PROMPT — Up to and including the line with "generation and delivery", please reproduce the lines below exactly, beginning with the first.
--- --- ---
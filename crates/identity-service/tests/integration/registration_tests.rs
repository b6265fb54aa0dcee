//! E2E tests for email one-time-code registration.
//!
//! ## Test Categories
//!
//! - **Issue**: code generation and delivery
//! - **Confirm**: code check, account creation, token issue
//! - **Failure**: wrong codes, delivery outages, retries

use identity_service::models::ActorKind;
use identity_service::services::otp_service::otp_key;
use identity_test_utils::assertions::TokenAssertions;
use identity_test_utils::builders::ActorDraftBuilder;
use identity_test_utils::server_harness::{TestIdentityServer, TestServerOptions};
use identity_test_utils::test_ids::{TEST_EMAIL_ANN, TEST_EMAIL_BOB, TEST_PASSWORD};
use reqwest::StatusCode;
use serde_json::{json, Value};

async fn request_code(
    server: &TestIdentityServer,
    segment: &str,
    email: &str,
) -> Result<reqwest::Response, anyhow::Error> {
    Ok(server
        .client()
        .post(server.api(&format!("/api/v1/auth/{}/register", segment)))
        .json(&json!({ "email": email }))
        .send()
        .await?)
}

async fn confirm(
    server: &TestIdentityServer,
    segment: &str,
    email: &str,
    otp: &str,
    draft: Value,
) -> Result<reqwest::Response, anyhow::Error> {
    Ok(server
        .client()
        .post(server.api(&format!("/api/v1/auth/{}/register/confirm", segment)))
        .json(&json!({ "email": email, "otp": otp, "actor": draft }))
        .send()
        .await?)
}

// ============================================================================
// Issue
// ============================================================================

#[tokio::test]
async fn test_register_sends_code_and_returns_202() -> Result<(), anyhow::Error> {
    // Arrange
    let server = TestIdentityServer::spawn().await?;

    // Act
    let response = request_code(&server, "students", TEST_EMAIL_ANN).await?;

    // Assert
    assert_eq!(response.status(), StatusCode::ACCEPTED);
    let body: Value = response.json().await?;
    assert_eq!(body["comment"], "Otp code sent to your email");

    let code = server.notifier().last_code_for(TEST_EMAIL_ANN).await;
    assert!(code.is_some_and(|c| c.len() == 6 && c.chars().all(|ch| ch.is_ascii_digit())));
    assert!(server
        .otp_store()
        .peek(&otp_key(ActorKind::Student, TEST_EMAIL_ANN))
        .await
        .is_some());
    Ok(())
}

#[tokio::test]
async fn test_register_malformed_email_returns_400() -> Result<(), anyhow::Error> {
    let server = TestIdentityServer::spawn().await?;

    let response = request_code(&server, "students", "not-an-email").await?;

    assert_eq!(response.status(), StatusCode::BAD_REQUEST);
    assert!(server.notifier().messages().await.is_empty());
    Ok(())
}

#[tokio::test]
async fn test_register_delivery_failure_returns_502() -> Result<(), anyhow::Error> {
    let server = TestIdentityServer::spawn().await?;
    server.notifier().set_failing(true);

    let response = request_code(&server, "students", TEST_EMAIL_ANN).await?;

    assert_eq!(response.status(), StatusCode::BAD_GATEWAY);
    let body: Value = response.json().await?;
    assert_eq!(body["error"]["code"], "DISPATCH_FAILED");
    Ok(())
}

#[tokio::test]
async fn test_register_store_outage_returns_500() -> Result<(), anyhow::Error> {
    let server = TestIdentityServer::spawn().await?;
    server.otp_store().set_unavailable(true);

    let response = request_code(&server, "students", TEST_EMAIL_ANN).await?;

    assert_eq!(response.status(), StatusCode::INTERNAL_SERVER_ERROR);
    assert!(server.notifier().messages().await.is_empty());
    Ok(())
}

// ============================================================================
// Confirm
// ============================================================================

#[tokio::test]
async fn test_register_confirm_creates_account_and_logs_in() -> Result<(), anyhow::Error> {
    // Arrange
    let server = TestIdentityServer::spawn().await?;

    // Act
    let body = server
        .register(
            ActorKind::Student,
            TEST_EMAIL_ANN,
            ActorDraftBuilder::student("Ann").build(),
        )
        .await?;

    // Assert
    assert_eq!(body["user_login"], "S00001");
    assert_eq!(body["token_type"], "Bearer");
    let access = body["access_token"].as_str().unwrap_or_default().to_string();
    access
        .assert_valid_jwt()
        .assert_role("student")
        .assert_for_subject(body["subject_id"].as_str().unwrap_or_default());

    // The stored record carries the verified address
    let actor: Value = server
        .client()
        .get(server.api(&format!(
            "/api/v1/actors/students/{}",
            body["subject_id"].as_str().unwrap_or_default()
        )))
        .send()
        .await?
        .json()
        .await?;
    assert_eq!(actor["email"], TEST_EMAIL_ANN);

    // The new account can log in with the draft password
    let response = server
        .client()
        .post(server.api("/api/v1/auth/students/login"))
        .json(&json!({ "user_login": "S00001", "password": TEST_PASSWORD }))
        .send()
        .await?;
    assert_eq!(response.status(), StatusCode::OK);
    Ok(())
}

#[tokio::test]
async fn test_register_confirm_normalizes_contact() -> Result<(), anyhow::Error> {
    let server = TestIdentityServer::spawn().await?;

    request_code(&server, "teachers", "  Ann@Example.COM ").await?;
    let code = server
        .notifier()
        .last_code_for(TEST_EMAIL_ANN)
        .await
        .unwrap_or_default();
    let response = confirm(
        &server,
        "teachers",
        TEST_EMAIL_ANN,
        &code,
        ActorDraftBuilder::teacher("Ann").build(),
    )
    .await?;

    assert_eq!(response.status(), StatusCode::CREATED);
    Ok(())
}

#[tokio::test]
async fn test_register_confirm_wrong_code_returns_401() -> Result<(), anyhow::Error> {
    // Arrange
    let server = TestIdentityServer::spawn().await?;
    request_code(&server, "students", TEST_EMAIL_ANN).await?;
    let code = server
        .notifier()
        .last_code_for(TEST_EMAIL_ANN)
        .await
        .unwrap_or_default();
    let wrong = if code == "000000" { "111111" } else { "000000" };

    // Act
    let response = confirm(
        &server,
        "students",
        TEST_EMAIL_ANN,
        wrong,
        ActorDraftBuilder::student("Ann").build(),
    )
    .await?;

    // Assert
    assert_eq!(response.status(), StatusCode::UNAUTHORIZED);
    let body: Value = response.json().await?;
    assert_eq!(body["error"]["code"], "INCORRECT_OTP");
    assert_eq!(server.actors().live_count(ActorKind::Student).await, 0);
    Ok(())
}

/// A code is tied to the kind it was requested for.
#[tokio::test]
async fn test_register_confirm_other_kind_returns_401() -> Result<(), anyhow::Error> {
    let server = TestIdentityServer::spawn().await?;
    request_code(&server, "students", TEST_EMAIL_ANN).await?;
    let code = server
        .notifier()
        .last_code_for(TEST_EMAIL_ANN)
        .await
        .unwrap_or_default();

    let response = confirm(
        &server,
        "teachers",
        TEST_EMAIL_ANN,
        &code,
        ActorDraftBuilder::teacher("Ann").build(),
    )
    .await?;

    assert_eq!(response.status(), StatusCode::UNAUTHORIZED);
    assert_eq!(server.actors().live_count(ActorKind::Teacher).await, 0);
    Ok(())
}

/// A code for one address does not confirm another.
#[tokio::test]
async fn test_register_confirm_other_address_returns_401() -> Result<(), anyhow::Error> {
    let server = TestIdentityServer::spawn().await?;
    request_code(&server, "students", TEST_EMAIL_ANN).await?;
    let code = server
        .notifier()
        .last_code_for(TEST_EMAIL_ANN)
        .await
        .unwrap_or_default();

    let response = confirm(
        &server,
        "students",
        TEST_EMAIL_BOB,
        &code,
        ActorDraftBuilder::student("Bob").build(),
    )
    .await?;

    assert_eq!(response.status(), StatusCode::UNAUTHORIZED);
    Ok(())
}

/// An invalid draft is rejected before the code is spent.
#[tokio::test]
async fn test_register_confirm_invalid_draft_keeps_code() -> Result<(), anyhow::Error> {
    // Arrange
    let server = TestIdentityServer::spawn().await?;
    request_code(&server, "students", TEST_EMAIL_ANN).await?;
    let code = server
        .notifier()
        .last_code_for(TEST_EMAIL_ANN)
        .await
        .unwrap_or_default();

    // Act: draft with a staff-only field
    let response = confirm(
        &server,
        "students",
        TEST_EMAIL_ANN,
        &code,
        ActorDraftBuilder::student("Ann").with_field("salary", 1.0).build(),
    )
    .await?;
    assert_eq!(response.status(), StatusCode::BAD_REQUEST);

    // Assert: the same code still works with a valid draft
    let response = confirm(
        &server,
        "students",
        TEST_EMAIL_ANN,
        &code,
        ActorDraftBuilder::student("Ann").build(),
    )
    .await?;
    assert_eq!(response.status(), StatusCode::CREATED);
    Ok(())
}

/// A confirmed code cannot create a second account.
#[tokio::test]
async fn test_register_confirm_replay_does_not_duplicate() -> Result<(), anyhow::Error> {
    // Arrange
    let server = TestIdentityServer::spawn().await?;
    request_code(&server, "students", TEST_EMAIL_ANN).await?;
    let code = server
        .notifier()
        .last_code_for(TEST_EMAIL_ANN)
        .await
        .unwrap_or_default();
    let first = confirm(
        &server,
        "students",
        TEST_EMAIL_ANN,
        &code,
        ActorDraftBuilder::student("Ann").build(),
    )
    .await?;
    assert_eq!(first.status(), StatusCode::CREATED);

    // Act
    let replay = confirm(
        &server,
        "students",
        TEST_EMAIL_ANN,
        &code,
        ActorDraftBuilder::student("Ann").build(),
    )
    .await?;

    // Assert
    assert_eq!(replay.status(), StatusCode::UNAUTHORIZED);
    assert_eq!(server.actors().live_count(ActorKind::Student).await, 1);
    Ok(())
}

/// A code that stays valid after confirm cannot revive a deleted account.
#[tokio::test]
async fn test_register_confirm_replay_after_delete_returns_401() -> Result<(), anyhow::Error> {
    // Arrange
    let server = TestIdentityServer::spawn_with(TestServerOptions {
        invalidate_otp_on_confirm: false,
        ..TestServerOptions::default()
    })
    .await?;
    request_code(&server, "students", TEST_EMAIL_ANN).await?;
    let code = server
        .notifier()
        .last_code_for(TEST_EMAIL_ANN)
        .await
        .unwrap_or_default();
    let first: Value = confirm(
        &server,
        "students",
        TEST_EMAIL_ANN,
        &code,
        ActorDraftBuilder::student("Ann").build(),
    )
    .await?
    .json()
    .await?;
    let response = server
        .client()
        .delete(server.api(&format!(
            "/api/v1/actors/students/{}",
            first["subject_id"].as_str().unwrap_or_default()
        )))
        .send()
        .await?;
    assert_eq!(response.status(), StatusCode::NO_CONTENT);

    // Act
    let replay = confirm(
        &server,
        "students",
        TEST_EMAIL_ANN,
        &code,
        ActorDraftBuilder::student("Ann").build(),
    )
    .await?;

    // Assert
    assert_eq!(replay.status(), StatusCode::UNAUTHORIZED);
    let body: Value = replay.json().await?;
    assert!(body.get("access_token").is_none());
    assert_eq!(server.actors().live_count(ActorKind::Student).await, 0);
    Ok(())
}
--- --- ---
ANSWER BOX —
filename crates/identity-service/tests/integration/registration_tests.rs
repository b6265fb54aa0dcee
//! E2E tests for email one-time-code registration.
//!
//! ## Test Categories
//!
//! - **Issue**: code generation and delivery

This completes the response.